Wunsch, Frank

20 Bluesstücke

für Klavier

Rubrik: Noten
Verlag/Label: Schott, Mainz 2019
erschienen in: üben & musizieren 5/2019 , Seite 63

Ein Easy Blues steht am Anfang, in klarem C-Dur gehalten, nicht schnell und „leicht swingend“ vorzutragen. Pianistisch gibt er sich anspruchslos und konfrontiert den Spieler ganz demonst­rativ mit dem zwölftaktigen Blues-Schema und seiner traditionellen Akkordfolge aus erster, vierter und fünfter Stufe der Grundtonart. So naiv, wie dieser Start wohl bewusst gesetzt ist, bleibt Frank Wunschs Sammlung von 20 Bluesstücken (die tatsächlich dank einer Bonusnummer am Schluss 21 Nummern umfasst) freilich nicht.
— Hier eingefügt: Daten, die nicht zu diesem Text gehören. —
//! Final result of one CLI invocation.

use chrono::{DateTime, Utc};
use serde::{Deserialize, Serialize};
use uuid::Uuid;

/// How the report is emitted.
#[derive(Debug, Clone, Copy, PartialEq, Eq, Default, Serialize, Deserialize)]
#[serde(rename_all = "lowercase")]
pub enum ReportFormat {
    #[default]
    Markdown,
    Json,
}

/// Everything the CLI knows about a completed run.
///
/// `--format markdown` prints `report` as-is; `--format json` serializes
/// this whole record so scripted callers get run status alongside the
/// report body.
#[derive(Debug, Clone, Serialize, Deserialize)]
pub struct RunOutcome {
    /// Unique run ID (UUIDv7 for time-sortability).
    pub run_id: Uuid,
    /// The user query that drove the run.
    pub query: String,
    /// Provider that served the model ("bedrock" or "openai").
    pub provider: String,
    /// Model identifier used.
    pub model_id: String,
    /// The final Markdown report produced by the agent.
    pub report: String,
    /// Notes about degraded results (e.g. a tool that exhausted its
    /// throttling retries). Empty on a clean run.
    #[serde(default, skip_serializing_if = "Vec::is_empty")]
    pub degraded_notes: Vec<String>,
    /// Model turns taken.
    pub turns: u32,
    /// Total tool invocations across the run.
    pub tool_calls: u32,
    /// When the run started.
    pub started_at: DateTime<Utc>,
    /// Wall-clock duration in seconds.
    pub duration_secs: f64,
}
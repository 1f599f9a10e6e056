//! get_endpoint_details — endpoint configuration plus recent traffic.

use async_trait::async_trait;
use serde_json::json;

use crate::api::AwsApi;
use crate::error::{AwsResult, AwsToolError};
use crate::retry::{self, RetryPolicy};
use crate::tools::require_str;
use crate::types::AwsTool;
use mlc_protocol::{TimeWindow, ToolOutcome};

pub struct GetEndpointDetails;

#[async_trait]
impl AwsTool for GetEndpointDetails {
    fn name(&self) -> &str {
        "get_endpoint_details"
    }

    fn description(&self) -> &str {
        "Get variant configuration and 24-hour invocation count for a SageMaker endpoint"
    }

    fn parameters_schema(&self) -> serde_json::Value {
        json!({
            "type": "object",
            "properties": {
                "endpoint_name": {
                    "type": "string",
                    "description": "Name of the SageMaker endpoint"
                }
            },
            "required": ["endpoint_name"]
        })
    }

    async fn execute(
        &self,
        args: serde_json::Value,
        api: &dyn AwsApi,
        policy: &RetryPolicy,
    ) -> AwsResult<ToolOutcome> {
        let name = require_str(&args, "endpoint_name")?;

        let endpoint = retry::call(policy, || api.describe_endpoint(name)).await?;

        // Metrics are best-effort: a metrics failure degrades the answer
        // rather than failing the whole lookup.
        let window =
            TimeWindow::last_hours(24).map_err(|e| AwsToolError::invalid(e.to_string()))?;
        let invocations_24h =
            match retry::call(policy, || api.endpoint_invocations(name, window)).await {
                Ok(sum) => Some(sum),
                Err(err) => {
                    tracing::warn!(endpoint = %name, error = %err, "invocation metrics unavailable");
                    None
                }
            };

        let data = json!({
            "name": endpoint.name,
            "status": endpoint.status.as_str(),
            "created_at": endpoint.created_at,
            "config_name": endpoint.config_name,
            "variants": endpoint.variants,
            "invocations_24h": invocations_24h,
        });

        let traffic = match invocations_24h {
            Some(n) => format!("{n:.0} invocations in the last 24h"),
            None => "traffic metrics unavailable".to_string(),
        };
        Ok(ToolOutcome::success(
            self.name(),
            data,
            format!(
                "Endpoint '{}' is {} with {traffic}",
                endpoint.name,
                endpoint.status.as_str()
            ),
        ))
    }
}
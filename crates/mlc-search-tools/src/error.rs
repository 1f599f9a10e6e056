//! Search error types.

use mlc_protocol::ErrorKind;
use thiserror::Error;

/// Errors that can occur during internet search.
#[derive(Debug, Error)]
pub enum SearchError {
    #[error("search API authentication failed: {message}")]
    Auth { message: String },

    #[error("search API throttled: {message}")]
    Throttled { message: String },

    #[error("invalid argument: {message}")]
    InvalidArgument { message: String },

    #[error("search request timed out")]
    Timeout,

    #[error("search API error: {message}")]
    Api { message: String },
}

impl SearchError {
    pub fn invalid(message: impl Into<String>) -> Self {
        Self::InvalidArgument {
            message: message.into(),
        }
    }

    pub fn is_retryable(&self) -> bool {
        matches!(self, Self::Throttled { .. })
    }

    /// Classification for the tool outcome surfaced to the agent.
    pub fn kind(&self) -> ErrorKind {
        match self {
            Self::Auth { .. } => ErrorKind::AccessDenied,
            Self::Throttled { .. } => ErrorKind::Throttled,
            Self::InvalidArgument { .. } => ErrorKind::InvalidArgument,
            Self::Timeout => ErrorKind::Timeout,
            Self::Api { .. } => ErrorKind::Other,
        }
    }
}

/// Convenience alias for search results.
pub type SearchResult<T> = Result<T, SearchError>;
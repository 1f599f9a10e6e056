//! analyze_bedrock_usage — Bedrock invocation and token totals from
//! CloudWatch metrics.

use async_trait::async_trait;
use serde_json::json;

use crate::api::AwsApi;
use crate::error::{AwsResult, AwsToolError};
use crate::retry::{self, RetryPolicy};
use crate::tools::int_arg;
use crate::types::AwsTool;
use mlc_protocol::{TimeWindow, ToolOutcome};

pub struct AnalyzeBedrockUsage;

#[async_trait]
impl AwsTool for AnalyzeBedrockUsage {
    fn name(&self) -> &str {
        "analyze_bedrock_usage"
    }

    fn description(&self) -> &str {
        "Analyze Amazon Bedrock usage: invocations, input/output tokens, and tokens per request"
    }

    fn parameters_schema(&self) -> serde_json::Value {
        json!({
            "type": "object",
            "properties": {
                "days": {
                    "type": "integer",
                    "minimum": 1,
                    "description": "Number of days to analyze (default: 7)",
                    "default": 7
                }
            },
            "required": []
        })
    }

    async fn execute(
        &self,
        args: serde_json::Value,
        api: &dyn AwsApi,
        policy: &RetryPolicy,
    ) -> AwsResult<ToolOutcome> {
        let days = int_arg(&args, "days", 7)?;
        let window =
            TimeWindow::last_days(days).map_err(|e| AwsToolError::invalid(e.to_string()))?;

        let invocations =
            retry::call(policy, || api.bedrock_metric_sum("Invocations", window)).await?;
        let input_tokens =
            retry::call(policy, || api.bedrock_metric_sum("InputTokens", window)).await?;
        let output_tokens =
            retry::call(policy, || api.bedrock_metric_sum("OutputTokens", window)).await?;

        let avg_tokens_per_request = if invocations > 0.0 {
            (input_tokens + output_tokens) / invocations
        } else {
            0.0
        };

        let data = json!({
            "window": window.label(),
            "invocations": invocations,
            "input_tokens": input_tokens,
            "output_tokens": output_tokens,
            "avg_tokens_per_request": avg_tokens_per_request,
        });

        Ok(ToolOutcome::success(
            self.name(),
            data,
            format!(
                "Bedrock served {invocations:.0} invocation(s) over the {}",
                window.label()
            ),
        ))
    }
}

#[cfg(test)]
mod tests {
    use super::*;
    use crate::mock::MockAwsApi;

    #[tokio::test]
    async fn sums_fixture_metrics() {
        let api = MockAwsApi::with_ml_fixture();
        let result = AnalyzeBedrockUsage
            .execute(json!({"days": 7}), &api, &RetryPolicy::default())
            .await
            .unwrap();
        let data = result.data.unwrap();
        assert_eq!(data["invocations"], 4200.0);
        assert_eq!(data["input_tokens"], 9_800_000.0);
        let avg = data["avg_tokens_per_request"].as_f64().unwrap();
        assert!((avg - (9_800_000.0 + 2_100_000.0) / 4_200.0).abs() < 1e-6);
    }

    #[tokio::test]
    async fn zero_usage_does_not_divide_by_zero() {
        let api = MockAwsApi::new();
        let result = AnalyzeBedrockUsage
            .execute(json!({}), &api, &RetryPolicy::default())
            .await
            .unwrap();
        assert_eq!(result.data.unwrap()["avg_tokens_per_request"], 0.0);
    }

    #[tokio::test]
    async fn zero_days_rejected_before_backend() {
        let api = MockAwsApi::with_ml_fixture();
        let err = AnalyzeBedrockUsage
            .execute(json!({"days": 0}), &api, &RetryPolicy::default())
            .await
            .unwrap_err();
        assert!(matches!(err, AwsToolError::InvalidArgument { .. }));
        assert!(api.calls().is_empty());
    }
}
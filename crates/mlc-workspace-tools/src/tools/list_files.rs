//! list_files — recursive listing in lexicographic path order.

use async_trait::async_trait;
use serde_json::json;

use crate::error::{WorkspaceError, WorkspaceResult};
use crate::sandbox::Sandbox;
use crate::tools::{require_str, walk_files};
use crate::types::WorkspaceTool;
use mlc_protocol::ToolOutcome;

pub struct ListFiles;

#[async_trait]
impl WorkspaceTool for ListFiles {
    fn name(&self) -> &str {
        "list_files"
    }

    fn description(&self) -> &str {
        "Recursively list workspace files in lexicographic order, optionally under a subdirectory"
    }

    fn parameters_schema(&self) -> serde_json::Value {
        json!({
            "type": "object",
            "properties": {
                "path": {
                    "type": "string",
                    "description": "Subdirectory to list (default: the workspace root)"
                }
            },
            "required": []
        })
    }

    async fn execute(
        &self,
        args: serde_json::Value,
        sandbox: &Sandbox,
    ) -> WorkspaceResult<ToolOutcome> {
        let dir = match args.get("path") {
            None | Some(serde_json::Value::Null) => sandbox.root().to_path_buf(),
            Some(_) => {
                let rel = require_str(&args, "path")?;
                let resolved = sandbox.resolve(rel)?;
                if !resolved.is_dir() {
                    return Err(WorkspaceError::NotFound {
                        path: rel.to_string(),
                    });
                }
                resolved
            }
        };

        let files = walk_files(sandbox, &dir).await?;
        let file_count = files.len();

        Ok(ToolOutcome::success(
            self.name(),
            json!({"file_count": file_count, "files": files}),
            format!("Workspace holds {file_count} file(s)"),
        ))
    }
}
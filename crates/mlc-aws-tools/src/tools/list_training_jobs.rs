//! list_training_jobs — recent SageMaker training jobs in a window.

use async_trait::async_trait;
use serde_json::json;

use crate::api::AwsApi;
use crate::error::{AwsResult, AwsToolError};
use crate::retry::{self, RetryPolicy};
use crate::tools::{bounded_limit, int_arg};
use crate::types::AwsTool;
use mlc_protocol::{TimeWindow, ToolOutcome};

pub struct ListTrainingJobs;

#[async_trait]
impl AwsTool for ListTrainingJobs {
    fn name(&self) -> &str {
        "list_training_jobs"
    }

    fn description(&self) -> &str {
        "List recent SageMaker training jobs with status, instance type, and duration"
    }

    fn parameters_schema(&self) -> serde_json::Value {
        json!({
            "type": "object",
            "properties": {
                "days": {
                    "type": "integer",
                    "minimum": 1,
                    "description": "Number of days to look back (default: 7)",
                    "default": 7
                },
                "max_results": {
                    "type": "integer",
                    "minimum": 1,
                    "maximum": 100,
                    "description": "Maximum number of jobs to return (default: 50)",
                    "default": 50
                }
            },
            "required": []
        })
    }

    async fn execute(
        &self,
        args: serde_json::Value,
        api: &dyn AwsApi,
        policy: &RetryPolicy,
    ) -> AwsResult<ToolOutcome> {
        let days = int_arg(&args, "days", 7)?;
        let max_results = bounded_limit(&args, "max_results", 50)?;
        let window =
            TimeWindow::last_days(days).map_err(|e| AwsToolError::invalid(e.to_string()))?;

        let jobs = retry::call(policy, || api.list_training_jobs(window, max_results)).await?;

        // Account context is best-effort; a missing sts:GetCallerIdentity
        // permission should not fail the listing.
        let account = match api.caller_identity().await {
            Ok(identity) => Some(identity.account_id),
            Err(err) => {
                tracing::debug!(error = %err, "caller identity unavailable");
                None
            }
        };

        let job_count = jobs.len();
        let rows: Vec<_> = jobs
            .iter()
            .map(|j| {
                json!({
                    "name": j.name,
                    "status": j.status.as_str(),
                    "created_at": j.created_at,
                    "instance_type": j.instance_type,
                    "instance_count": j.instance_count,
                    "duration_hours": j.duration_hours(),
                    "failure_reason": j.failure_reason,
                })
            })
            .collect();

        let data = json!({
            "account": account,
            "window": window.label(),
            "job_count": job_count,
            "jobs": rows,
        });

        tracing::info!(job_count, days, "listed training jobs");
        Ok(ToolOutcome::success(
            self.name(),
            data,
            format!("Found {job_count} training job(s) in the {}", window.label()),
        ))
    }
}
Als mehr oder minder freie Variationen über den Blues begegnen uns die folgenden Stücke in vielfacher formaler und harmonischer Weitung und Wandlung des Modells.
Frank Wunsch ist klassisch ausgebildeter Pianist, bei Günther Faber und Alfons Kontarsky, doch von vornherein mit einer Neigung zum Jazz. Diese Neigung ließ ihn in vielen Jazz-Formationen mitmusizieren und brachte ihm Lehraufträge sowie später eine Professur im Studiengang Jazz an der Hochschule für Musik und Tanz Köln ein. Auch als Komponist ist Frank Wunsch schon vielfach hervorgetreten, darunter mit den didaktischen Werken Blues Time und Blues For Two für den Klavierunterricht.
An diese Vorgängersammlungen schließt der eben erschienene Band an: die 20 Bluesstücke, die in zwangloser Folge ab den 1980er Jahren entstanden sind und als jüngsten Beitrag einen im Februar 2019 komponierten Blauen Nachmittag enthalten. Leicht bis mittelschwer sind die einzelnen, maximal zwei Druckseiten umfassenden Nummern gehalten. Rhythmisch selten komplexer, dafür gelegentlich mit harmonischen Wendungen versehen, die nicht nur „blue“, sondern schon „dark blue“ anmuten. Fast alles ist auch mit kleineren Händen zu bewältigen, nur wenige Male erscheinen einige weite Griffe in der ­linken Hand.
Viele der Stücke huldigen im Titel und wohl auch in ­stilistischen Anspielungen bekannten Jazz-Musikern wie dem Saxofonisten John Coltrane, dem „Vater des Stride Pianos“ James P. Johnson, anderen Jazzpianisten wie Ramsey Lewis, George Shearing und Bobby Timmons oder dem Avantgardisten Eric Allan Dolphy, dem der Autor einen rhythmisch ­vertrackten „abstrakten Blues“ widmet. Doch auch George Gershwin darf sich in die Schar der Vorbilder einreihen (mit einer Anspielung auf dessen Rhapsody in Blue) und Erik Satie, dessen Gnossienne Nr. 1 mitten in „dezent swingender“ Bewegung in „geraden Achteln“ zitiert wird.
Vergnüglich ist es, wie Wunsch fantasievoll auch sonst immer wieder Brücken zwischen dem Blues und anderen musikalischen Genres baut. Folklore von der Grünen Insel scheint im Irish Blue deutlich durch, und die Nr. 13 Blues Invention beginnt tatsächlich wie eine zweistimmige Bach’sche Invention, die dann in der zweiten Hälfte des Stücks wiederholt, aber dabei harmonisch ausgefüllt wird.